• **WHAT YOU SHOULD DO**: Go to the line containing "pub struct FilterReport<'a>" in the records below and print it and every following line exactly, on through the line containing "data was missing", then stop.

══════════

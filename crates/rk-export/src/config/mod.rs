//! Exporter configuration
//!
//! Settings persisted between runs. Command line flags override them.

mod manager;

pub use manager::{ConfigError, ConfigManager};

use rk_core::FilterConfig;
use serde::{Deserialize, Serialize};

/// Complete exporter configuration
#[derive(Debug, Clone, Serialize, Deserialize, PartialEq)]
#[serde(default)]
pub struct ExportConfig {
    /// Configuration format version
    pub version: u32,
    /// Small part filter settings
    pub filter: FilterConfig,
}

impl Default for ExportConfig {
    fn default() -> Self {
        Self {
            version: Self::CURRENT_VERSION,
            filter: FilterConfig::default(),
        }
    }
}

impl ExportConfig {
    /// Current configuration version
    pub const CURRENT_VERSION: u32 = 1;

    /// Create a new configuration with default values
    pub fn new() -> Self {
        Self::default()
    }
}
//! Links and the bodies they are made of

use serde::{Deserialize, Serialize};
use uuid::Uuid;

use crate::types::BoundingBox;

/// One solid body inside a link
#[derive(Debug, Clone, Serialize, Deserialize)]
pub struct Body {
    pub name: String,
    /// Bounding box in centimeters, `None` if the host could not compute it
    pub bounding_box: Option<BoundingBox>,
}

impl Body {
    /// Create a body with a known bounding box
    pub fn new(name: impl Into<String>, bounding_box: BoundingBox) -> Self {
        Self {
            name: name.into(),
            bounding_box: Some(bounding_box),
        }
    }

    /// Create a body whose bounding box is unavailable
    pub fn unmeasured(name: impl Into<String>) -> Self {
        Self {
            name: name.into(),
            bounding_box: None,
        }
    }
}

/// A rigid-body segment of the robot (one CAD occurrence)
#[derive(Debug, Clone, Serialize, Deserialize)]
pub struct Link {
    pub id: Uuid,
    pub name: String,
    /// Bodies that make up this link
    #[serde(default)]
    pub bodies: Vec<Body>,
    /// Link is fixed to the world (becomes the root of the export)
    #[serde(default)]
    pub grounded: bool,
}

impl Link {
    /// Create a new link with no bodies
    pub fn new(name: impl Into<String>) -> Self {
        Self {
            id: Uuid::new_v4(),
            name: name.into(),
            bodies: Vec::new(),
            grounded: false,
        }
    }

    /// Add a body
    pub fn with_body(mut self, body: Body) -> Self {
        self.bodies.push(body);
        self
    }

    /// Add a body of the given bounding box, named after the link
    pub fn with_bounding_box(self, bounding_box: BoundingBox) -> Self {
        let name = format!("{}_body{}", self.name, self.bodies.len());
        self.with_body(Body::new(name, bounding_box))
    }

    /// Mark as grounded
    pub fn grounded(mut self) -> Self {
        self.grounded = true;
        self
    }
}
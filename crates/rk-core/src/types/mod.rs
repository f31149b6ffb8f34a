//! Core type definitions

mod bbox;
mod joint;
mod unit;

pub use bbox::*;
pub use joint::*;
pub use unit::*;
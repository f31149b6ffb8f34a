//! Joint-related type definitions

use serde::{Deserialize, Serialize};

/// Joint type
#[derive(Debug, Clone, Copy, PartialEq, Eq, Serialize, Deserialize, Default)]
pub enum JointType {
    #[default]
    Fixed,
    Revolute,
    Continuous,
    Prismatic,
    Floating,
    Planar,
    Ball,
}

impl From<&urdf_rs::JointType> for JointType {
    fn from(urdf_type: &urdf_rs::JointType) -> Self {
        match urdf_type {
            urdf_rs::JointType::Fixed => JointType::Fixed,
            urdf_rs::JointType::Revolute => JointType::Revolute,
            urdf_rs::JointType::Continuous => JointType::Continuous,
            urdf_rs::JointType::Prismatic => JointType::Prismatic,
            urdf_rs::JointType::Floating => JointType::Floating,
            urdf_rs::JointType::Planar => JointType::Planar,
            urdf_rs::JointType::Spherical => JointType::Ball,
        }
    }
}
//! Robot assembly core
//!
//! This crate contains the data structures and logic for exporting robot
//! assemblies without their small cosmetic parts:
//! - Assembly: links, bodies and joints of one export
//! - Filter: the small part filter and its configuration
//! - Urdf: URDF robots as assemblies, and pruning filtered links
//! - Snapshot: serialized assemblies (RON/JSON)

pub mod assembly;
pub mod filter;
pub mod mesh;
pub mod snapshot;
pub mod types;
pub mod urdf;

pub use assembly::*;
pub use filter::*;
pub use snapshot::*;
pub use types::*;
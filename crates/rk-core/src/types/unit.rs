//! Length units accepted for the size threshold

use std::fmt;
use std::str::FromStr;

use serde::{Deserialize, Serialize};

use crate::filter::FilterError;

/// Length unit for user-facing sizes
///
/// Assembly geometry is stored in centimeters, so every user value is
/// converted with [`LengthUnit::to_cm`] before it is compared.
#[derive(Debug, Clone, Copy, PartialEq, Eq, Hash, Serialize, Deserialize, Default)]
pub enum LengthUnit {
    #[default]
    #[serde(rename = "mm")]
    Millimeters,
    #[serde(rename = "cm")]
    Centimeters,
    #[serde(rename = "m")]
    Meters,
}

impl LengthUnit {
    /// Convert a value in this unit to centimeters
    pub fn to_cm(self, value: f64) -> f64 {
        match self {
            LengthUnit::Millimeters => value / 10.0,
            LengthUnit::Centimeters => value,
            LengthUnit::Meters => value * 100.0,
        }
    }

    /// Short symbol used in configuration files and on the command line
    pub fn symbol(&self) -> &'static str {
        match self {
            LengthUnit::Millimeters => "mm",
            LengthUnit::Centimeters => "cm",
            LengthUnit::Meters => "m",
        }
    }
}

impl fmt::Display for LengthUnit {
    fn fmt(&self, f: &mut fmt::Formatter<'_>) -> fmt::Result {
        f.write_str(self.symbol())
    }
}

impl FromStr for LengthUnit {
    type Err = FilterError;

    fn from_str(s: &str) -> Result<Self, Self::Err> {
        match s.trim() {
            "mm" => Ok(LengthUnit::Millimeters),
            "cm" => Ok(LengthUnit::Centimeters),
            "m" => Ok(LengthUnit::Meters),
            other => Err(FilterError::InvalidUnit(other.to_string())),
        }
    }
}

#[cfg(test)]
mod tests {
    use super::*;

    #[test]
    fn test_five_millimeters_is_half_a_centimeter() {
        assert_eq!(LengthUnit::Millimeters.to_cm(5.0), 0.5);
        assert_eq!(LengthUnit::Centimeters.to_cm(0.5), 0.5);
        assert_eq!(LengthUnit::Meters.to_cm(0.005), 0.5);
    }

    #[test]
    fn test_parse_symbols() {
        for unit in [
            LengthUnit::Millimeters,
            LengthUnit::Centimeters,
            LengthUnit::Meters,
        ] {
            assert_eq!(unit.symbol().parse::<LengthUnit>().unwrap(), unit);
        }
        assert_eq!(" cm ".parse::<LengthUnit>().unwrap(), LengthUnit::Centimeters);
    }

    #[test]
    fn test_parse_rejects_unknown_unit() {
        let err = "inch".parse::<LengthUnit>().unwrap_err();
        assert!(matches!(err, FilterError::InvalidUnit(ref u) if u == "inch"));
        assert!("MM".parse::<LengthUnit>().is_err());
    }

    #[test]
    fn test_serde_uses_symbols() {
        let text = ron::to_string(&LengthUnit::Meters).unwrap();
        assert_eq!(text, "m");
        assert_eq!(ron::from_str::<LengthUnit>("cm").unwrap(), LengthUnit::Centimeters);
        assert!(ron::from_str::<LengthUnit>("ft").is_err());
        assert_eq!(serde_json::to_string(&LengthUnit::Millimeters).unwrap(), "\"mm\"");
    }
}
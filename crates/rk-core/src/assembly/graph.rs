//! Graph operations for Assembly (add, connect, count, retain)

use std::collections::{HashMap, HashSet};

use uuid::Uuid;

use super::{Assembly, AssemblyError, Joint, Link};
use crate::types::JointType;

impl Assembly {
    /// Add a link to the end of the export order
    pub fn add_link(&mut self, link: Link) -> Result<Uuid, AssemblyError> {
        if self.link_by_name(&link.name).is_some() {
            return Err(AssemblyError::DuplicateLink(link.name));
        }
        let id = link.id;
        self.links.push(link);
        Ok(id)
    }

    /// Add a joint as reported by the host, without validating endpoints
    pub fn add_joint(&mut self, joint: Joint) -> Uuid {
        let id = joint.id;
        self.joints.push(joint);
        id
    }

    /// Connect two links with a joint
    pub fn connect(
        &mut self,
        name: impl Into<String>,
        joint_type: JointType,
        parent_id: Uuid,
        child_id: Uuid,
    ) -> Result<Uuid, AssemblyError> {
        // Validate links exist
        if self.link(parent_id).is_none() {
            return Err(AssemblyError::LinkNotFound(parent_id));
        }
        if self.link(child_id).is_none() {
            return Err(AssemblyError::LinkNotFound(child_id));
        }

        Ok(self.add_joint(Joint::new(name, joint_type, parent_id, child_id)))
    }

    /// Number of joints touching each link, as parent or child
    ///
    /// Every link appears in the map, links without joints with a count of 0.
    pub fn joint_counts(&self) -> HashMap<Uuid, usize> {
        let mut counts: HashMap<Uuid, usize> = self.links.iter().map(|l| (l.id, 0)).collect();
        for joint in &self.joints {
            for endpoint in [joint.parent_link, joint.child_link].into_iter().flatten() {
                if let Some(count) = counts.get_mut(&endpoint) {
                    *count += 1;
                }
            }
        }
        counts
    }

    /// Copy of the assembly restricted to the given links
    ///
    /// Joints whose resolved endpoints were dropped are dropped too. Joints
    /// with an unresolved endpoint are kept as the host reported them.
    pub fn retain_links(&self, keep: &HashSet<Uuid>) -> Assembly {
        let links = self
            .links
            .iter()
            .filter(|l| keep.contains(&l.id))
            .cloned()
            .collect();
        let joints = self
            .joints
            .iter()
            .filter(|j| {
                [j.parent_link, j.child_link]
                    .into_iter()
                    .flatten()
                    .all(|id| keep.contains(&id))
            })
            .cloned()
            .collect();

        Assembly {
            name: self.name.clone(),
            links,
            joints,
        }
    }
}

══════════

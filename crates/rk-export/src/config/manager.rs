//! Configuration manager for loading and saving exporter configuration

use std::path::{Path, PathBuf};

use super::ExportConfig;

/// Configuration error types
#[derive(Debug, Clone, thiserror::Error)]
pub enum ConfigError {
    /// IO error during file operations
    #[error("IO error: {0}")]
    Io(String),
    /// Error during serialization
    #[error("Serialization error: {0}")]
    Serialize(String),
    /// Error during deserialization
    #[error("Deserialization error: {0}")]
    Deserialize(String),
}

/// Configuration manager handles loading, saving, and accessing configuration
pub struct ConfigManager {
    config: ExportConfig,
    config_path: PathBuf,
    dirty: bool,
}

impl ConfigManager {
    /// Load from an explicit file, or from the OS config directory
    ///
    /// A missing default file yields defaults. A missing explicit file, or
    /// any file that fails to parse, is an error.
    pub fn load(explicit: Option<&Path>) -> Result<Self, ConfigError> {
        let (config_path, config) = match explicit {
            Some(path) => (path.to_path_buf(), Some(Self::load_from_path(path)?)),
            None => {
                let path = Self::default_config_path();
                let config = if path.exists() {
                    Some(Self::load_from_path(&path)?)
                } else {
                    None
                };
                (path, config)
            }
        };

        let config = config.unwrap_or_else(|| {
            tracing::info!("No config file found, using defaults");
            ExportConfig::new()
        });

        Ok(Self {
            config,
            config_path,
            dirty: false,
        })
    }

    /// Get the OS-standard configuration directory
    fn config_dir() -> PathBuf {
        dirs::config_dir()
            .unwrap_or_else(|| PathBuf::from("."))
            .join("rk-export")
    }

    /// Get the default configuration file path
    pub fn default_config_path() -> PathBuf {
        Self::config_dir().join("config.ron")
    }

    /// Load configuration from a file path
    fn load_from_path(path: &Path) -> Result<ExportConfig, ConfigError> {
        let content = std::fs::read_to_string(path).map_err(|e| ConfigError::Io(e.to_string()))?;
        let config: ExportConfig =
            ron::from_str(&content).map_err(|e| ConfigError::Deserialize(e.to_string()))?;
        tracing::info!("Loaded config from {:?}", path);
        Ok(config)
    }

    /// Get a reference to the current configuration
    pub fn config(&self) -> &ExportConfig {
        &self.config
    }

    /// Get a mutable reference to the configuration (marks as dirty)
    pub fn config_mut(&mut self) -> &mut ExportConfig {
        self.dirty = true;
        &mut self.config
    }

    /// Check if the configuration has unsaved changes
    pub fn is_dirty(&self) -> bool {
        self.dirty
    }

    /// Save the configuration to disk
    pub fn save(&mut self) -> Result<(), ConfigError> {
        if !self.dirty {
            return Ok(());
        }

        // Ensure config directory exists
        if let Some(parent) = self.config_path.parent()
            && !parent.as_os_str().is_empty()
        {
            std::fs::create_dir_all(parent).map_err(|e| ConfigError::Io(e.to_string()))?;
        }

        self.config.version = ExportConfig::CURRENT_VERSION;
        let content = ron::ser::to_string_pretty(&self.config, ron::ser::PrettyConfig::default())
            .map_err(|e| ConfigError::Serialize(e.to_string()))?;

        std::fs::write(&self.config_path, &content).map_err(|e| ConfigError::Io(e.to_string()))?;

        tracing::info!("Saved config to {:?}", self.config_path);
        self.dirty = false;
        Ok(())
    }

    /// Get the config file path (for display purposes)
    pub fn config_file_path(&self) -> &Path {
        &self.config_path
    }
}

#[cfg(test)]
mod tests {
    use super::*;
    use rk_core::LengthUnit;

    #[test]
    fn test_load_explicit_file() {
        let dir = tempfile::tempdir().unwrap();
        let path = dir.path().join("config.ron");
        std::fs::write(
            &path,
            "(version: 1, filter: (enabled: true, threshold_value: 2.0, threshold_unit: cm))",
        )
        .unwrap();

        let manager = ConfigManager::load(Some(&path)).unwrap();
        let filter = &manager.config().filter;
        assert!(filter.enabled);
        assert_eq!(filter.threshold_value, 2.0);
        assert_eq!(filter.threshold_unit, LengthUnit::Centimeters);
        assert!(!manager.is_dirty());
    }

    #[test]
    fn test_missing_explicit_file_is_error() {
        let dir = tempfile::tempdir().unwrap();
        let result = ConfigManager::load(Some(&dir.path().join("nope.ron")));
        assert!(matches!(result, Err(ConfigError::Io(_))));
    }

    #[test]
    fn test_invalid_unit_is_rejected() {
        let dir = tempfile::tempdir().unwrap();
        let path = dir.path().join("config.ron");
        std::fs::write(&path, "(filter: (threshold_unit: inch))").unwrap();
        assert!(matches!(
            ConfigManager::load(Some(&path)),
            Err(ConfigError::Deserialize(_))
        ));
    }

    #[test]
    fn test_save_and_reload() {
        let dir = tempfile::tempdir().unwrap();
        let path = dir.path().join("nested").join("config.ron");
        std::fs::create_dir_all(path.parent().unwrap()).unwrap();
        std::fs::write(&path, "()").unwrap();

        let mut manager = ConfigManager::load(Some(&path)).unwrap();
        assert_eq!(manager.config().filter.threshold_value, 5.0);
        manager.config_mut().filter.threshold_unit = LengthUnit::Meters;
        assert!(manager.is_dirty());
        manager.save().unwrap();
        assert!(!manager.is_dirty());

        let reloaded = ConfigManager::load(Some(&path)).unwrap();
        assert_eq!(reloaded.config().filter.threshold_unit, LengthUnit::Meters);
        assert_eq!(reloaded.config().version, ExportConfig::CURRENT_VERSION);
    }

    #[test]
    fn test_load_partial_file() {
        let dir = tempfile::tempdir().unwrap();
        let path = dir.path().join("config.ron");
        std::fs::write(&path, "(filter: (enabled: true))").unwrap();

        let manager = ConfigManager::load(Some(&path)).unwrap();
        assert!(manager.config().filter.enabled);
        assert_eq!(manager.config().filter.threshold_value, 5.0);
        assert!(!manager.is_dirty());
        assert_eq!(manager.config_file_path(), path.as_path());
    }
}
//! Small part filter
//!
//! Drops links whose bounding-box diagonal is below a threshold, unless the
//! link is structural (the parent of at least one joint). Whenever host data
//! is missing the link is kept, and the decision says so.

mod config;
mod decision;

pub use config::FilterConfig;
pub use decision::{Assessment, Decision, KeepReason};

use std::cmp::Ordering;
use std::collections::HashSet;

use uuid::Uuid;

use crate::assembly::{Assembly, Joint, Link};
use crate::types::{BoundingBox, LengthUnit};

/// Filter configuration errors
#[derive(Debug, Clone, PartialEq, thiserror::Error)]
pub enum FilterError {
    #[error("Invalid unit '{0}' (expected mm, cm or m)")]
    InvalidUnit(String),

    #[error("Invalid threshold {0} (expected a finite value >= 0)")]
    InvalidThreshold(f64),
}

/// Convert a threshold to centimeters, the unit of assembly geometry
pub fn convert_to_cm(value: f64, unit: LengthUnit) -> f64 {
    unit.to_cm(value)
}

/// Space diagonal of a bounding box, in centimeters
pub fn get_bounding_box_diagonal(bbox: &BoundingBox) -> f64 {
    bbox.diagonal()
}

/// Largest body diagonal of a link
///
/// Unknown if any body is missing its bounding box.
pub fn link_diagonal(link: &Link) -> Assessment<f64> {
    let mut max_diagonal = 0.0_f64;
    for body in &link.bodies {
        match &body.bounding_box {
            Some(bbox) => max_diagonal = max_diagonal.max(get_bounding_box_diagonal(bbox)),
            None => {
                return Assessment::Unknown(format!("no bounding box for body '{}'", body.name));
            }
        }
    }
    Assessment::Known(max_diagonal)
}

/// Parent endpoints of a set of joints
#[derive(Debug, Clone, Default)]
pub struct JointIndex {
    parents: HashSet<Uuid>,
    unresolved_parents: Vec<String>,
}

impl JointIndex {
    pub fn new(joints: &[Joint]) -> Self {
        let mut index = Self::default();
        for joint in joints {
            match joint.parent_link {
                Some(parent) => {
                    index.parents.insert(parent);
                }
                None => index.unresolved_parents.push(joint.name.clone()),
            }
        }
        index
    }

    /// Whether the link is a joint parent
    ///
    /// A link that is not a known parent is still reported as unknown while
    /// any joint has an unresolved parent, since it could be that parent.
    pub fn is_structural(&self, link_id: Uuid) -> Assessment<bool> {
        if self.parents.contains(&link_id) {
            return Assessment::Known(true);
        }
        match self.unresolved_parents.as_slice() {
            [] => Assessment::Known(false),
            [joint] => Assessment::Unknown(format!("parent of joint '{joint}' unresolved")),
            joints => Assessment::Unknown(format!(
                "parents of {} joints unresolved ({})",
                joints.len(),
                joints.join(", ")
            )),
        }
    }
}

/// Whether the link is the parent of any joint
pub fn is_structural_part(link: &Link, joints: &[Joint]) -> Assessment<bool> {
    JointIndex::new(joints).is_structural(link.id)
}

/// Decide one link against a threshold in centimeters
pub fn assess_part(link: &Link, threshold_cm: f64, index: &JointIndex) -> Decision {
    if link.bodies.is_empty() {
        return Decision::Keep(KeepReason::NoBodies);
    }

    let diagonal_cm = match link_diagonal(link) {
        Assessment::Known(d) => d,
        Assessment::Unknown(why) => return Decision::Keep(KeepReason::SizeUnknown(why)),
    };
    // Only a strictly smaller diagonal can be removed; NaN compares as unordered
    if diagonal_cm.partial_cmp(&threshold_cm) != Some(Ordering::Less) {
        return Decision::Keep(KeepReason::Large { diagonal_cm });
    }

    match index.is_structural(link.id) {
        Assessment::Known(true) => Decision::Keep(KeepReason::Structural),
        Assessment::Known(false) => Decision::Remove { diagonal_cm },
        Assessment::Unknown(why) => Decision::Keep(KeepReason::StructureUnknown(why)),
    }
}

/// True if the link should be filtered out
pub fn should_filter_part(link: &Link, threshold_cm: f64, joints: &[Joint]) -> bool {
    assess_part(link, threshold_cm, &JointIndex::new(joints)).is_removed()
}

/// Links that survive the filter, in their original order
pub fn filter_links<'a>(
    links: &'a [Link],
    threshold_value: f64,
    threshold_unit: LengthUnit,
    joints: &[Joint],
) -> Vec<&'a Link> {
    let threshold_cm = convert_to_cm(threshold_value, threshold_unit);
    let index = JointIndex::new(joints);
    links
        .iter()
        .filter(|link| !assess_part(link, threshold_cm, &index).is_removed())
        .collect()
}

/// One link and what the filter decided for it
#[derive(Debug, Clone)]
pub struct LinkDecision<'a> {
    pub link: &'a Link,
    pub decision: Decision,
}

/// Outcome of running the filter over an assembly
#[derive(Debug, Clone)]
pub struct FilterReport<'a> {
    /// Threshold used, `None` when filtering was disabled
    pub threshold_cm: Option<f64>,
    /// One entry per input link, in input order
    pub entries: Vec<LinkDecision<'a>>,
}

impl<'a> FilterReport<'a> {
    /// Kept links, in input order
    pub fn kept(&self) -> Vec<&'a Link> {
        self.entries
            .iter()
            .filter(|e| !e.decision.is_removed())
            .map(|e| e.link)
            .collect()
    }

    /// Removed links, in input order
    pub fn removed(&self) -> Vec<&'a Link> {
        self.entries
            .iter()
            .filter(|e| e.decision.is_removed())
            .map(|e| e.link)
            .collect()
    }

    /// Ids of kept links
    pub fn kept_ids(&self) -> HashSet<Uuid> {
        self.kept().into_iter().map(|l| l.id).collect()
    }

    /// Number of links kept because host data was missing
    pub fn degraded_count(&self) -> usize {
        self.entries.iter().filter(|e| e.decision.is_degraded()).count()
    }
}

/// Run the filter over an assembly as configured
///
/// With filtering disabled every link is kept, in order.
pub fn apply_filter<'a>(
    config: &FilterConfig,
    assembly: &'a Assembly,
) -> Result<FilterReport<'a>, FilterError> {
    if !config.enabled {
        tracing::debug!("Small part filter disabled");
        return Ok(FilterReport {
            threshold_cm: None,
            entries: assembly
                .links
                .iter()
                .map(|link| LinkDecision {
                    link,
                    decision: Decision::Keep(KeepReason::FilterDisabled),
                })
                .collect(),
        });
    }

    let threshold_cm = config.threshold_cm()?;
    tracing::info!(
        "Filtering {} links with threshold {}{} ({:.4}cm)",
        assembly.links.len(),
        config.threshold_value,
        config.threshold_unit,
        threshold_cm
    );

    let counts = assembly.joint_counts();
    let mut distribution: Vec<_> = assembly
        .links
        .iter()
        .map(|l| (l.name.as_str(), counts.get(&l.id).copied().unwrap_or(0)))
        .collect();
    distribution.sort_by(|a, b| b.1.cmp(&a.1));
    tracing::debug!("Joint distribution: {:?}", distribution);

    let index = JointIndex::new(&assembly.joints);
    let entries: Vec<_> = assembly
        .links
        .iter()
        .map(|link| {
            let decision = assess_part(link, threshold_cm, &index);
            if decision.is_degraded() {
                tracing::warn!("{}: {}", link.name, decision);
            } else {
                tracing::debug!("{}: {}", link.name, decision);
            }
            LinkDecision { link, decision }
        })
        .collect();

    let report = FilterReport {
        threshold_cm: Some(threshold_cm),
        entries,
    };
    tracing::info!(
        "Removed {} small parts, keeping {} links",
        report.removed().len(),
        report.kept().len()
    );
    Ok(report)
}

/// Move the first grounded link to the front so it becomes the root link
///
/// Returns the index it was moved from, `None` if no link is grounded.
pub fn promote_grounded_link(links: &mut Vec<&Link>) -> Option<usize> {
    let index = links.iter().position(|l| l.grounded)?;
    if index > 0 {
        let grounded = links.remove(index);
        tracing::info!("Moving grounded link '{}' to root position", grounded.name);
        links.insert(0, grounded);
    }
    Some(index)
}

══════════

• **RESPONSE**:
pub struct FilterReport<'a> {
    /// Threshold used, `None` when filtering was disabled
    pub threshold_cm: Option<f64>,
    /// One entry per input link, in input order
    pub entries: Vec<LinkDecision<'a>>,
}

impl<'a> FilterReport<'a> {
    /// Kept links, in input order
    pub fn kept(&self) -> Vec<&'a Link> {
        self.entries
            .iter()
            .filter(|e| !e.decision.is_removed())
            .map(|e| e.link)
            .collect()
    }

    /// Removed links, in input order
    pub fn removed(&self) -> Vec<&'a Link> {
        self.entries
            .iter()
            .filter(|e| e.decision.is_removed())
            .map(|e| e.link)
            .collect()
    }

    /// Ids of kept links
    pub fn kept_ids(&self) -> HashSet<Uuid> {
        self.kept().into_iter().map(|l| l.id).collect()
    }

    /// Number of links kept because host data was missing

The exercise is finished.